Nonfullerene acceptors (NFAs) are currently a major research focus in the development of organic solar cells (OSCs) because of their readily tunable optical and electronic properties, enabling bulk heterojunction (BHJ) NFA‐based OSCs to achieve photovoltaic efficiencies exceeding 19%. Significant efforts have been made to yield the optimal nanoscale morphology, enabling the achievement of highly efficient NFA‐based OSCs. This review discusses the structural characteristics of NFAs and their relationship with morphology. Subsequently, the correlation between the morphology and photovoltaic parameters is introduced, which provides a fundamental basis for morphology modulation. This review then points out the major challenges of morphological characterization of NFA‐based blend films while using some conventional real‐space techniques due to low phase contrast and summarizes recently emerging characterization techniques capable of characterizing high‐contrast phase morphologies at multiple length scales.

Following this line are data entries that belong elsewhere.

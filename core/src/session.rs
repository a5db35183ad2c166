//! Credentials and per-context session state.
//!
//! Legacy calls authenticate with basic auth on every request. Modern calls
//! prefer the `session` cookie issued by `api/login` and send the
//! `csrftoken` cookie back as `X-CSRFToken` on state-changing verbs. Both
//! cookies live in a [`SessionStore`] owned by one role-scoped context.

use std::sync::{Mutex, MutexGuard};

use base64::engine::general_purpose::STANDARD;
use base64::Engine;
use url::Url;

pub(crate) const SESSION_COOKIE: &str = "session";
pub(crate) const CSRF_COOKIE: &str = "csrftoken";

/// Username and passkey for one account. The passkey is either the account
/// password or a login key.
#[derive(Clone, PartialEq, Eq)]
pub struct Credentials {
    username: String,
    passkey: String,
}

impl Credentials {
    pub fn new(username: impl Into<String>, passkey: impl Into<String>) -> Self {
        Self {
            username: username.into(),
            passkey: passkey.into(),
        }
    }

    /// Credentials for `actor` acting through to `target`, sharing the
    /// actor's passkey.
    pub fn delegated(&self, target: &str) -> Self {
        Self {
            username: format!("{}|{target}", self.username),
            passkey: self.passkey.clone(),
        }
    }

    /// The full username as sent to the panel, composite form included.
    pub fn username(&self) -> &str {
        &self.username
    }

    pub(crate) fn passkey(&self) -> &str {
        &self.passkey
    }

    /// The account this context acts as.
    pub fn visible_username(&self) -> &str {
        visible_username(&self.username)
    }

    /// The account that authenticates, i.e. the part before `|`.
    pub fn acting_username(&self) -> &str {
        match self.username.split_once('|') {
            Some((actor, _)) => actor,
            None => &self.username,
        }
    }

    pub fn is_delegated(&self) -> bool {
        self.username.contains('|')
    }

    pub(crate) fn basic_auth(&self) -> String {
        let token = STANDARD.encode(format!("{}:{}", self.username, self.passkey));
        format!("Basic {token}")
    }
}

impl std::fmt::Debug for Credentials {
    fn fmt(&self, f: &mut std::fmt::Formatter<'_>) -> std::fmt::Result {
        f.debug_struct("Credentials")
            .field("username", &self.username)
            .field("passkey", &"<redacted>")
            .finish()
    }
}

/// Strips a `"reseller|"` delegation prefix from a composite username.
pub fn visible_username(username: &str) -> &str {
    match username.split_once('|') {
        Some((_, target)) => target,
        None => username,
    }
}

#[derive(Debug, Clone, PartialEq, Eq)]
struct StoredCookie {
    host: String,
    path: String,
    name: String,
    value: String,
}

/// Cookie store for one context, keyed by host and path.
///
/// Guarded by a mutex so operations issued from several threads on the same
/// context share one session. A second lock serializes session creation so
/// concurrent callers do not each log in.
#[derive(Debug, Default)]
pub struct SessionStore {
    cookies: Mutex<Vec<StoredCookie>>,
    establishing: Mutex<()>,
}

impl SessionStore {
    pub fn new() -> Self {
        Self::default()
    }

    fn lock(&self) -> MutexGuard<'_, Vec<StoredCookie>> {
        // Every write leaves the vector consistent, so poisoning is ignored.
        self.cookies.lock().unwrap_or_else(|poisoned| poisoned.into_inner())
    }

    pub(crate) fn establishing(&self) -> MutexGuard<'_, ()> {
        self.establishing
            .lock()
            .unwrap_or_else(|poisoned| poisoned.into_inner())
    }

    /// Store or replace a cookie. An empty value removes it.
    pub fn set(&self, url: &Url, name: &str, value: &str, path: Option<&str>) {
        let host = url.host_str().unwrap_or_default().to_ascii_lowercase();
        let path = path.unwrap_or("/").to_string();
        let mut cookies = self.lock();
        cookies.retain(|c| !(c.host == host && c.path == path && c.name == name));
        if !value.is_empty() {
            cookies.push(StoredCookie {
                host,
                path,
                name: name.to_string(),
                value: value.to_string(),
            });
        }
    }

    /// Record one `Set-Cookie` header value received from `url`. Without a
    /// `Path` attribute the cookie is scoped to the directory of `url`.
    pub fn store_set_cookie(&self, url: &Url, header: &str) {
        let Some(cookie) = parse_set_cookie(header) else {
            return;
        };
        let value = if cookie.expired { "" } else { cookie.value };
        let path = cookie.path.unwrap_or_else(|| default_path(url.path()));
        self.set(url, cookie.name, value, Some(path));
    }

    /// Value of the named cookie applicable to `url`; the most specific path
    /// wins.
    pub fn get(&self, url: &Url, name: &str) -> Option<String> {
        let host = url.host_str().unwrap_or_default().to_ascii_lowercase();
        self.lock()
            .iter()
            .filter(|c| c.name == name && c.host == host && path_matches(&c.path, url.path()))
            .max_by_key(|c| c.path.len())
            .map(|c| c.value.clone())
    }

    /// `Cookie` header value for `url`, if any cookie applies.
    pub fn cookie_header(&self, url: &Url) -> Option<String> {
        let host = url.host_str().unwrap_or_default().to_ascii_lowercase();
        let cookies = self.lock();
        let pairs: Vec<String> = cookies
            .iter()
            .filter(|c| c.host == host && path_matches(&c.path, url.path()))
            .map(|c| format!("{}={}", c.name, c.value))
            .collect();
        if pairs.is_empty() {
            None
        } else {
            Some(pairs.join("; "))
        }
    }

    pub fn has_session(&self, url: &Url) -> bool {
        self.get(url, SESSION_COOKIE).is_some()
    }

    /// CSRF token scoped to the endpoint at `url`.
    pub fn csrf_token(&self, url: &Url) -> Option<String> {
        self.get(url, CSRF_COOKIE)
    }
}

struct SetCookie<'a> {
    name: &'a str,
    value: &'a str,
    path: Option<&'a str>,
    expired: bool,
}

fn parse_set_cookie(header: &str) -> Option<SetCookie<'_>> {
    let mut parts = header.split(';');
    let (name, value) = parts.next()?.split_once('=')?;
    let name = name.trim();
    if name.is_empty() {
        return None;
    }
    let mut cookie = SetCookie {
        name,
        value: value.trim().trim_matches('"'),
        path: None,
        expired: false,
    };
    for attribute in parts {
        let (key, val) = attribute.split_once('=').unwrap_or((attribute, ""));
        let key = key.trim();
        if key.eq_ignore_ascii_case("path") && val.trim().starts_with('/') {
            cookie.path = Some(val.trim());
        } else if key.eq_ignore_ascii_case("max-age") {
            cookie.expired = val.trim().parse::<i64>().map(|age| age <= 0).unwrap_or(false);
        }
    }
    Some(cookie)
}

/// RFC 6265 default-path: everything before the last `/` of the request
/// path, or `/` when that leaves nothing.
fn default_path(request_path: &str) -> &str {
    match request_path.rfind('/') {
        Some(0) | None => "/",
        Some(index) => &request_path[..index],
    }
}

fn path_matches(cookie_path: &str, request_path: &str) -> bool {
    if cookie_path == "/" || cookie_path == request_path {
        return true;
    }
    request_path.starts_with(cookie_path)
        && (cookie_path.ends_with('/') || request_path[cookie_path.len()..].starts_with('/'))
}

#[cfg(test)]
mod tests {
    use super::*;

    fn url(path: &str) -> Url {
        Url::parse(&format!("https://panel.example.com:2222{path}")).unwrap()
    }

    #[test]
    fn visible_username_strips_reseller_prefix() {
        assert_eq!(visible_username("reseller|bob"), "bob");
        assert_eq!(visible_username("alice"), "alice");
    }

    #[test]
    fn delegated_credentials_share_passkey() {
        let admin = Credentials::new("admin", "secret");
        let delegated = admin.delegated("bob");
        assert_eq!(delegated.username(), "admin|bob");
        assert_eq!(delegated.passkey(), "secret");
        assert_eq!(delegated.visible_username(), "bob");
        assert_eq!(delegated.acting_username(), "admin");
        assert!(delegated.is_delegated());
        assert!(!admin.is_delegated());
    }

    #[test]
    fn basic_auth_encodes_username_and_passkey() {
        let creds = Credentials::new("admin", "secret");
        assert_eq!(creds.basic_auth(), "Basic YWRtaW46c2VjcmV0");
    }

    #[test]
    fn debug_output_redacts_passkey() {
        let creds = Credentials::new("admin", "hunter2");
        let rendered = format!("{creds:?}");
        assert!(rendered.contains("admin"));
        assert!(!rendered.contains("hunter2"));
    }

    #[test]
    fn set_cookie_is_scoped_by_path() {
        let store = SessionStore::new();
        store.store_set_cookie(&url("/api/login"), "csrftoken=abc; Path=/api; HttpOnly");
        assert_eq!(store.csrf_token(&url("/api/db-manage/create-db")), Some("abc".to_string()));
        assert_eq!(store.csrf_token(&url("/CMD_API_LOGIN_TEST")), None);
        assert_eq!(store.csrf_token(&url("/apiary")), None);
    }

    #[test]
    fn most_specific_path_wins() {
        let store = SessionStore::new();
        store.set(&url("/"), CSRF_COOKIE, "root", Some("/"));
        store.set(&url("/"), CSRF_COOKIE, "api", Some("/api"));
        assert_eq!(store.csrf_token(&url("/api/session")), Some("api".to_string()));
        assert_eq!(store.csrf_token(&url("/CMD_DOMAIN")), Some("root".to_string()));
    }

    #[test]
    fn expired_cookie_is_removed() {
        let store = SessionStore::new();
        store.store_set_cookie(&url("/api/login"), "session=abc; Path=/");
        assert!(store.has_session(&url("/api/session")));
        store.store_set_cookie(&url("/api/logout"), "session=abc; Path=/; Max-Age=0");
        assert!(!store.has_session(&url("/api/session")));
    }

    #[test]
    fn cookies_do_not_leak_across_hosts() {
        let store = SessionStore::new();
        store.set(&url("/"), SESSION_COOKIE, "abc", None);
        let other = Url::parse("https://other.example.com/api/session").unwrap();
        assert!(!store.has_session(&other));
        assert_eq!(store.cookie_header(&other), None);
    }

    #[test]
    fn cookie_header_joins_applicable_cookies() {
        let store = SessionStore::new();
        store.set(&url("/"), SESSION_COOKIE, "abc", None);
        store.set(&url("/"), CSRF_COOKIE, "xyz", Some("/api"));
        assert_eq!(
            store.cookie_header(&url("/api/session")),
            Some("session=abc; csrftoken=xyz".to_string())
        );
        assert_eq!(store.cookie_header(&url("/CMD_API_SHOW_USERS")), Some("session=abc".to_string()));
    }

    #[test]
    fn cookie_without_path_is_scoped_to_request_directory() {
        let store = SessionStore::new();
        store.store_set_cookie(&url("/PLUGINS/phpselector/index.raw"), "csrftoken=plugin");
        store.store_set_cookie(&url("/CMD_API_LOGIN_TEST"), "session=abc");

        assert_eq!(
            store.csrf_token(&url("/PLUGINS/phpselector/index.raw")),
            Some("plugin".to_string())
        );
        assert_eq!(store.csrf_token(&url("/api/session")), None);
        assert!(store.has_session(&url("/api/session")));
    }

    #[test]
    fn default_path_drops_last_segment() {
        assert_eq!(default_path("/api/db-manage/create-db"), "/api/db-manage");
        assert_eq!(default_path("/api"), "/");
        assert_eq!(default_path("/"), "/");
        assert_eq!(default_path(""), "/");
    }

    #[test]
    fn malformed_set_cookie_is_ignored() {
        let store = SessionStore::new();
        store.store_set_cookie(&url("/"), "garbage");
        store.store_set_cookie(&url("/"), "=value");
        assert_eq!(store.cookie_header(&url("/")), None);
    }
}
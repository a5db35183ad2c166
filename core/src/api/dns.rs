use std::collections::BTreeMap;

use serde::Deserialize;

use crate::context::UserContext;
use crate::error::{Error, Result};
use crate::http::HttpMethod;
use crate::model::{DnsRecord, RawDnsRecord};
use crate::transport::{Endpoint, Form};

#[derive(Deserialize)]
struct RawDnsRecords {
    #[serde(default)]
    records: Vec<RawDnsRecord>,
}

fn record_form(domain: &str, record: &DnsRecord) -> Form {
    let raw = RawDnsRecord::from(record);
    Form::new()
        .with("domain", domain)
        .with("name", raw.name)
        .with("ttl", raw.ttl)
        .with("type", raw.kind)
        .with("value", raw.value)
}

impl UserContext {
    /// Fails if a record clashing on `check_field` (`name` or `value`)
    /// already exists.
    pub fn check_dns_record_exists(&self, check_field: &str, domain: &str, record: &DnsRecord) -> Result<()> {
        let mut query = vec![
            ("check", check_field),
            ("domain", domain),
            ("name", record.name.as_str()),
            ("record", record.kind.as_str()),
            ("type", "dns"),
            ("value", record.value.as_str()),
        ];
        if record.kind == "MX" {
            query.push(("mx_value", record.value.as_str()));
        }
        self.check_object_exists(&query)
    }

    pub fn create_dns_record(&self, domain: &str, record: &DnsRecord) -> Result<()> {
        self.legacy_action(
            Endpoint::new("API_DNS_CONTROL")
                .query("action", "add")
                .query("action_pointers", "yes"),
            &record_form(domain, record),
            "create dns record",
            "Record Added",
        )
    }

    /// Records are selected as `{type}recs{n}`, numbered per type.
    pub fn delete_dns_records(&self, domain: &str, records: &[DnsRecord]) -> Result<()> {
        let mut by_type: BTreeMap<String, Vec<String>> = BTreeMap::new();
        for record in records {
            by_type.entry(record.selector_prefix()).or_default().push(record.selector());
        }

        let mut form = Form::new().with("domain", domain);
        for (prefix, selectors) in &by_type {
            super::push_indexed(&mut form, prefix, selectors.iter().map(String::as_str));
        }

        self.legacy_action(
            Endpoint::new("API_DNS_CONTROL")
                .query("action", "select")
                .query("delete", "yes"),
            &form,
            "delete dns records",
            "Records Deleted",
        )
    }

    pub fn get_dns_records(&self, domain: &str) -> Result<Vec<DnsRecord>> {
        let raw: RawDnsRecords = self.call_legacy(
            HttpMethod::Get,
            Endpoint::new("API_DNS_CONTROL").query("domain", domain),
            None,
        )?;
        if raw.records.is_empty() {
            return Err(Error::NotFound("dns records"));
        }
        Ok(raw.records.into_iter().map(DnsRecord::from).collect())
    }

    /// Replace `original` with `updated`.
    pub fn update_dns_record(&self, domain: &str, original: &DnsRecord, updated: &DnsRecord) -> Result<()> {
        let form = record_form(domain, updated)
            .with(format!("{}0", original.selector_prefix()), original.selector());
        self.legacy_action(
            Endpoint::new("API_DNS_CONTROL")
                .query("action", "edit")
                .query("action_pointers", "yes"),
            &form,
            "update dns record",
            "Record Edited",
        )
    }
}
use crate::context::UserContext;
use crate::error::{Error, Result, ResultExt};
use crate::http::HttpMethod;
use crate::model::{
    BasicSysInfo, LoginKeyUrl, Message, Plugin, RawSysInfo, RawUserUsage, Session, SysInfo, UserUsage,
};
use crate::transport::{json_body, Endpoint};

impl UserContext {
    /// Usage of the logged-in account, aggregated from `CMD_USER_STATS`.
    /// Requires the account to have a default domain.
    pub fn get_my_user_usage(&self) -> Result<UserUsage> {
        let domain = &self.config().domain;
        if domain.is_empty() {
            return Err(Error::InvalidInput("user does not have a domain".to_string()));
        }
        let endpoint = Endpoint::new("USER_STATS")
            .query("bytes", "yes")
            .query("domain", domain.as_str());
        let raw: RawUserUsage = self.call_legacy(HttpMethod::Get, endpoint, None)?;
        Ok(raw.into())
    }

    pub fn get_session_info(&self) -> Result<Session> {
        self.call_modern(HttpMethod::Get, Endpoint::new("session").session_required(), None)
    }

    pub fn get_basic_sys_info(&self) -> Result<BasicSysInfo> {
        self.call_modern(HttpMethod::Get, "info", None)
            .context("failed to get basic sys info")
    }

    /// Plugins visible to this account.
    pub fn get_plugins(&self) -> Result<Vec<Plugin>> {
        let plugins: Option<Vec<Plugin>> = self.call_modern(HttpMethod::Get, "plugins/list", None)?;
        Ok(plugins.unwrap_or_default())
    }

    /// Host hardware and service status.
    pub fn get_sys_info(&self) -> Result<SysInfo> {
        let raw: RawSysInfo = self
            .call_legacy(HttpMethod::Get, "API_SYSTEM_INFO", None)
            .context("failed to get sys info")?;
        Ok(SysInfo::from(raw))
    }

    pub fn get_messages(&self) -> Result<Vec<Message>> {
        let messages: Option<Vec<Message>> = self.call_modern(HttpMethod::Get, "messages", None)?;
        Ok(messages.unwrap_or_default())
    }

    /// Create a login key URL and return it as the panel filled it in.
    pub fn create_login_url(&self, login_key_url: &LoginKeyUrl) -> Result<LoginKeyUrl> {
        self.call_modern(
            HttpMethod::Post,
            Endpoint::new("login-keys/urls").session_required(),
            Some(json_body(login_key_url)?),
        )
        .context("failed to create login URL")
    }

    pub fn get_login_urls(&self) -> Result<Vec<LoginKeyUrl>> {
        let urls: Option<Vec<LoginKeyUrl>> = self
            .call_modern(
                HttpMethod::Get,
                Endpoint::new("login-keys/urls").session_required(),
                None,
            )
            .context("failed to get login URLs")?;
        Ok(urls.unwrap_or_default())
    }
}

#[cfg(test)]
mod tests {
    use crate::context::tests::{backend_for, user_context};
    use crate::error::Error;
    use crate::http::HttpMethod;
    use crate::model::LoginKeyUrl;

    #[test]
    fn usage_is_requested_for_the_config_domain() {
        let backend = backend_for("user", "bob");
        backend.route(
            "CMD_USER_STATS",
            200,
            r#"{"stats":{"0":{"setting":"nemails","max_usage":"10","usage":"3"}},"domains":{}}"#,
        );
        let usage = user_context(&backend).get_my_user_usage().unwrap();
        assert_eq!((usage.email_quota, usage.email_usage), (10, 3));

        let request = backend.last_request();
        assert!(request.url.ends_with("/CMD_USER_STATS?bytes=yes&domain=example.com&json=yes"));
    }

    #[test]
    fn login_url_creation_establishes_a_session_first() {
        let backend = backend_for("user", "bob");
        backend.route("/api/login", 200, r#"{"sessionID":"sid"}"#);
        backend.route_method(
            HttpMethod::Post,
            "/api/login-keys/urls",
            200,
            r#"{"id":"k1","url":"https://panel.example.com:2222/api/login/url?key=abc"}"#,
        );

        let created = user_context(&backend)
            .create_login_url(&LoginKeyUrl::default())
            .unwrap();
        assert_eq!(created.id, "k1");

        let request = backend.last_request();
        assert_eq!(request.header("authorization"), None);
        assert_eq!(request.header("cookie"), Some("session=sid"));
    }

    #[test]
    fn modern_failure_is_wrapped_with_operation() {
        let backend = backend_for("user", "bob");
        backend.route("/api/info", 500, r#"{"type":"INTERNAL","message":"boom"}"#);
        let err = user_context(&backend).get_basic_sys_info().unwrap_err();
        assert_eq!(err.to_string(), "failed to get basic sys info: INTERNAL: boom");
        assert!(matches!(err.root(), Error::Modern { .. }));
    }

    #[test]
    fn sys_info_is_translated_from_legacy_body() {
        let backend = backend_for("admin", "admin");
        backend.route(
            "CMD_API_SYSTEM_INFO",
            200,
            r#"{"numcpus":"1","cpus":{"0":{"mhz":"2399.998","model_name":"Xeon","vendor_id":"GenuineIntel"}},"load":{"load_1":"0.15"}}"#,
        );
        let info = user_context(&backend).get_sys_info().unwrap();
        assert_eq!(info.cpu_count, 1);
        assert_eq!(info.cpus[0].vendor, "GenuineIntel");
        assert_eq!(info.system_load.last_1_minute, "0.15");
        assert_eq!(backend.last_request().method, HttpMethod::Get);
    }

    #[test]
    fn plugins_decode_menu_entries() {
        let backend = backend_for("user", "bob");
        backend.route(
            "/api/plugins/list",
            200,
            r#"[{"id":"softaculous","role":"user","menuEntry":{"title":"Softaculous","url":"/CMD_PLUGINS/softaculous","icon":"s.svg"}}]"#,
        );
        let plugins = user_context(&backend).get_plugins().unwrap();
        assert_eq!(plugins[0].id, "softaculous");
        assert_eq!(plugins[0].menu_entry.url, "/CMD_PLUGINS/softaculous");
    }
}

Finally, strategies for targeted morphological optimization through materials design, processing solvents, posttreatment, and ternary strategies are presented, although it is challenging to obtain an ideal morphology (e.g., appropriate phase separation and ideal donor/acceptor molecular interactions) due to the anisotropic structural characteristics of NFAs in the as‐cast films. This review is expected to provide guidance to continuously advancing the success of NFA‐based OSCs from the morphology perspective in the future.